Como un rayo caído del cielo, las palabras de Santiago hirieron profundamente el corazón de Valentina. El hombre que durante tres años había sido su marido, resultó tener la intención de poner fin a su matrimonio.
"¿Estás seguro, Santiago?" Preguntó Nicolás, el amigo de Santiago. "¿No has empezado a ser amable con ella últimamente?" Nicolás levantó una ceja. Porque Nicolás vio que últimamente Santiago estaba prestando atención a su esposa.
Los dos jóvenes empresarios estaban hablando en el estudio de Santiago, la sala del CEO de Bhatara Kingdom.

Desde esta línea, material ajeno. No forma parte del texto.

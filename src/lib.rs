//! Harness for observing how engine-enforced session timeouts and a
//! client-side connection pool interact when concurrent transactions
//! contend for one shared row.
//!
//! The pieces, leaves first:
//!
//! - [`engine`]: embedded engine hosting table `t` with PostgreSQL timeout
//!   semantics (`lock_timeout`, `statement_timeout`,
//!   `idle_in_transaction_session_timeout`).
//! - [`pool`]: bounded connection pool (`max_open`, `max_idle`,
//!   `max_lifetime`).
//! - [`txn`]: timeout policies, the per-task executor and the outcome
//!   classifier.
//! - [`harness`]: fans out a batch of tasks and joins them.
//! - [`scenarios`]: the fixed catalog of experiments.
//! - [`server`]: HTTP trigger surface.

pub mod config;
pub mod constants;
pub mod engine;
pub mod error;
pub mod harness;
pub mod logging;
pub mod pool;
pub mod scenarios;
pub mod server;
pub mod txn;

pub use error::{Error, Result};
pub use harness::{BatchReport, ConcurrencyHarness, HarnessContext};
pub use scenarios::{ScenarioKind, ScenarioReport};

Ninguno de los dos se dio cuenta de la presencia de Valentina, que había estado escuchando su conversación desde la rendija de la puerta que no estaba bien cerrada.
Valentina escuchó claramente las palabras de su marido que le destrozaron el corazón, sin darse cuenta, las lágrimas comenzaron a caer mojando sus mejillas.

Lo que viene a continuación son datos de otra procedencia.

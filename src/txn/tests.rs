//! Tests for the transaction executor.

use super::*;
use crate::constants::{SCHEMA, SEED, SELECT_ROW, UPDATE_ROW};
use crate::engine::{DbError, Engine, Execution, SqlState, Value};
use crate::pool::{ConnectionPool, Driver, DriverConnection, EngineDriver, PoolConfig, Transaction};
use anyhow::Context;
use async_trait::async_trait;
use std::sync::Arc;
use std::time::Duration;

async fn setup() -> (Engine, ConnectionPool) {
    let engine = Engine::in_memory().unwrap();
    let mut session = engine.connect("postgres").await.unwrap();
    session.execute(SCHEMA, &[]).await.unwrap();
    session.execute(SEED, &[]).await.unwrap();
    drop(session);
    let pool = ConnectionPool::new(
        EngineDriver::new(engine.clone(), "postgres"),
        PoolConfig::default(),
    );
    (engine, pool)
}

/// Writes the task index, then optionally idles inside the transaction.
struct WriteAndHold(Duration);

#[async_trait]
impl TaskBody for WriteAndHold {
    async fn run(&self, tx: &mut Transaction<'_>, task: usize) -> anyhow::Result<()> {
        tx.execute(UPDATE_ROW, &[Value::Integer(task as i64)])
            .await
            .context("update")?;
        tokio::time::sleep(self.0).await;
        Ok(())
    }
}

struct Failing;

#[async_trait]
impl TaskBody for Failing {
    async fn run(&self, tx: &mut Transaction<'_>, task: usize) -> anyhow::Result<()> {
        tx.execute(UPDATE_ROW, &[Value::Integer(task as i64)]).await?;
        anyhow::bail!("body gave up")
    }
}

struct RefusingDriver;

#[async_trait]
impl Driver for RefusingDriver {
    async fn connect(&self) -> Result<Box<dyn DriverConnection>, DbError> {
        Err(DbError::fatal(
            SqlState::TooManyConnections,
            "sorry, too many clients already",
        ))
    }
}

async fn current(engine: &Engine) -> Option<i64> {
    let mut session = engine.connect("postgres").await.unwrap();
    session
        .execute(SELECT_ROW, &[])
        .await
        .unwrap()
        .scalar()
        .and_then(Value::as_i64)
}

// =============================================================================
// Executor
// =============================================================================

#[tokio::test]
async fn test_successful_task_commits() {
    let (engine, pool) = setup().await;
    let executor = TransactionExecutor::new(pool.clone());

    let outcome = executor
        .execute(&TimeoutPolicy::named("none"), &WriteAndHold(Duration::ZERO), 3)
        .await;
    assert!(outcome.is_success());
    assert_eq!(outcome.task_index, 3);
    assert!(outcome.connection_id.is_some());
    assert_eq!(current(&engine).await, Some(3));
    assert_eq!(pool.stats().idle, 1);
}

#[tokio::test]
async fn test_failed_body_rolls_back() {
    let (engine, pool) = setup().await;
    let executor = TransactionExecutor::new(pool.clone());

    let outcome = executor
        .execute(&TimeoutPolicy::named("none"), &Failing, 1)
        .await;
    assert_eq!(outcome.result, TaskResult::Failed);
    assert_eq!(outcome.kind, OutcomeKind::Unknown);
    assert!(outcome.message.contains("body gave up"));
    assert_eq!(current(&engine).await, Some(777));
    assert!(!engine.is_row_locked("ian"));
    // A clean rollback leaves the connection reusable.
    assert_eq!(pool.stats().idle, 1);
}

#[tokio::test]
async fn test_rejected_directive_is_policy_failure() {
    let (engine, pool) = setup().await;
    let executor = TransactionExecutor::new(pool);
    // Above the engine's maximum for a timeout setting.
    let policy = TimeoutPolicy::named("huge").lock(Duration::from_secs(10_000_000));

    let outcome = executor
        .execute(&policy, &WriteAndHold(Duration::ZERO), 1)
        .await;
    assert_eq!(outcome.kind, OutcomeKind::PolicyApplication);
    assert!(outcome.message.contains("SET lock_timeout=10000000000"));
    assert_eq!(current(&engine).await, Some(777));
}

#[tokio::test]
async fn test_refused_connection() {
    let pool = ConnectionPool::new(RefusingDriver, PoolConfig::default());
    let executor = TransactionExecutor::new(pool.clone());

    let outcome = executor
        .execute(&TimeoutPolicy::named("none"), &WriteAndHold(Duration::ZERO), 1)
        .await;
    assert_eq!(outcome.kind, OutcomeKind::ConnectionFailed);
    assert_eq!(outcome.connection_id, None);
    assert_eq!(pool.stats().open, 0);
}

#[tokio::test(start_paused = true)]
async fn test_contended_update_one_winner() {
    let (engine, pool) = setup().await;
    let executor = TransactionExecutor::new(pool);
    let policy = Arc::new(TimeoutPolicy::named("lock").lock(Duration::from_millis(1500)));
    let body = Arc::new(WriteAndHold(Duration::from_secs(3)));

    let tasks: Vec<_> = (1..=2)
        .map(|task| {
            let executor = executor.clone();
            let policy = Arc::clone(&policy);
            let body = Arc::clone(&body);
            tokio::spawn(async move { executor.execute(&policy, body.as_ref(), task).await })
        })
        .collect();
    let mut outcomes = Vec::new();
    for task in tasks {
        outcomes.push(task.await.unwrap());
    }

    let winners: Vec<_> = outcomes.iter().filter(|o| o.is_success()).collect();
    let losers: Vec<_> = outcomes
        .iter()
        .filter(|o| o.kind == OutcomeKind::LockTimeout)
        .collect();
    assert_eq!(winners.len(), 1);
    assert_eq!(losers.len(), 1);
    assert_eq!(losers[0].result, TaskResult::TimeoutError);
    assert_eq!(current(&engine).await, Some(winners[0].task_index as i64));
}

#[tokio::test(start_paused = true)]
async fn test_idle_in_transaction_fails_at_commit() {
    let (engine, pool) = setup().await;
    let executor = TransactionExecutor::new(pool.clone());
    let policy = TimeoutPolicy::named("idle").idle_in_transaction(Duration::from_millis(1500));

    let outcome = executor
        .execute(&policy, &WriteAndHold(Duration::from_secs(3)), 1)
        .await;
    assert_eq!(outcome.result, TaskResult::CommitError);
    assert_eq!(outcome.kind, OutcomeKind::IdleTimeout);
    assert_eq!(current(&engine).await, Some(777));

    let stats = pool.stats();
    assert_eq!(stats.idle, 0);
    assert_eq!(stats.broken_closed, 1);
}

#[tokio::test(start_paused = true)]
async fn test_statement_timeout_never_commits() {
    struct Sleep;

    #[async_trait]
    impl TaskBody for Sleep {
        async fn run(&self, tx: &mut Transaction<'_>, _task: usize) -> anyhow::Result<()> {
            tx.execute("SELECT pg_sleep(3);", &[]).await?;
            tx.execute(UPDATE_ROW, &[Value::Integer(1)]).await?;
            Ok(())
        }
    }

    let (engine, pool) = setup().await;
    let executor = TransactionExecutor::new(pool);
    let policy = TimeoutPolicy::named("statement").statement(Duration::from_millis(1500));

    let outcome = executor.execute(&policy, &Sleep, 1).await;
    assert_eq!(outcome.kind, OutcomeKind::StatementTimeout);
    assert_eq!(outcome.result, TaskResult::TimeoutError);
    assert_eq!(current(&engine).await, Some(777));
}

// =============================================================================
// Commit failures
// =============================================================================

/// Driver whose connections fail every `COMMIT` with `error` and log what
/// they were sent.
struct CommitRejectingDriver {
    inner: EngineDriver,
    error: DbError,
    log: Arc<parking_lot::Mutex<Vec<String>>>,
}

struct CommitRejectingConnection {
    inner: Box<dyn DriverConnection>,
    error: DbError,
    log: Arc<parking_lot::Mutex<Vec<String>>>,
}

#[async_trait]
impl Driver for CommitRejectingDriver {
    async fn connect(&self) -> Result<Box<dyn DriverConnection>, DbError> {
        Ok(Box::new(CommitRejectingConnection {
            inner: self.inner.connect().await?,
            error: self.error.clone(),
            log: Arc::clone(&self.log),
        }))
    }
}

#[async_trait]
impl DriverConnection for CommitRejectingConnection {
    fn id(&self) -> u64 {
        self.inner.id()
    }

    async fn execute(&mut self, sql: &str, params: &[Value]) -> Result<Execution, DbError> {
        self.log.lock().push(sql.to_string());
        if sql == "COMMIT" {
            return Err(self.error.clone());
        }
        self.inner.execute(sql, params).await
    }

    fn is_alive(&self) -> bool {
        self.inner.is_alive()
    }
}

async fn run_with_rejected_commit(
    error: DbError,
) -> (Engine, ConnectionPool, ExecutionOutcome, Vec<String>) {
    let (engine, _) = setup().await;
    let log = Arc::new(parking_lot::Mutex::new(Vec::new()));
    let pool = ConnectionPool::new(
        CommitRejectingDriver {
            inner: EngineDriver::new(engine.clone(), "postgres"),
            error,
            log: Arc::clone(&log),
        },
        PoolConfig::default(),
    );
    let outcome = TransactionExecutor::new(pool.clone())
        .execute(
            &TimeoutPolicy::named("commit"),
            &WriteAndHold(Duration::ZERO),
            1,
        )
        .await;
    let log = log.lock().clone();
    (engine, pool, outcome, log)
}

#[tokio::test]
async fn test_failed_commit_is_followed_by_rollback() {
    let (engine, pool, outcome, log) = run_with_rejected_commit(DbError::new(
        SqlState::UniqueViolation,
        "duplicate key value violates unique constraint",
    ))
    .await;

    assert_eq!(outcome.result, TaskResult::CommitError);
    assert_eq!(outcome.kind, OutcomeKind::CommitError);
    assert_eq!(log.first().map(String::as_str), Some("BEGIN"));
    assert_eq!(&log[log.len() - 2..], ["COMMIT", "ROLLBACK"]);
    assert!(!engine.is_row_locked("ian"));
    assert_eq!(current(&engine).await, Some(777));

    // A non-fatal report leaves the session usable.
    let stats = pool.stats();
    assert_eq!(stats.idle, 1);
    assert_eq!(stats.broken_closed, 0);
}

#[tokio::test]
async fn test_fatal_commit_discards_connection() {
    let (engine, pool, outcome, log) = run_with_rejected_commit(DbError::fatal(
        SqlState::ConnectionDoesNotExist,
        "server closed the connection unexpectedly",
    ))
    .await;

    assert_eq!(outcome.result, TaskResult::CommitError);
    assert_eq!(outcome.kind, OutcomeKind::CommitError);
    assert_eq!(&log[log.len() - 2..], ["COMMIT", "ROLLBACK"]);
    assert!(!engine.is_row_locked("ian"));

    let stats = pool.stats();
    assert_eq!(stats.idle, 0);
    assert_eq!(stats.broken_closed, 1);
}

Santiago exhaló ásperamente, el hombre parecía inseguro de lo que iba a decir, pero su ego volvió a vencer a su sentido común.
"Por supuesto que estoy seguro. Mi matrimonio con Valentina es sólo una farsa", dijo Santiago con una leve sonrisa. "Si Mamá no estuviera enferma, no me dignaría a casarme con esa mujer barata".
Arturo Santiago se vio obligado a aceptar su Matrimonio arreglado con Valentina Lengkara, a petición de Hilda, la madre de Santiago que amaba mucho a Valentina, que era la hija de su amiga.
Durante los tres años de su matrimonio, Santiago siempre fue frío con Valentina. Incluso no dudó en hablarle con rudeza a su esposa, Santiago esperaba que así Valentina lo dejara.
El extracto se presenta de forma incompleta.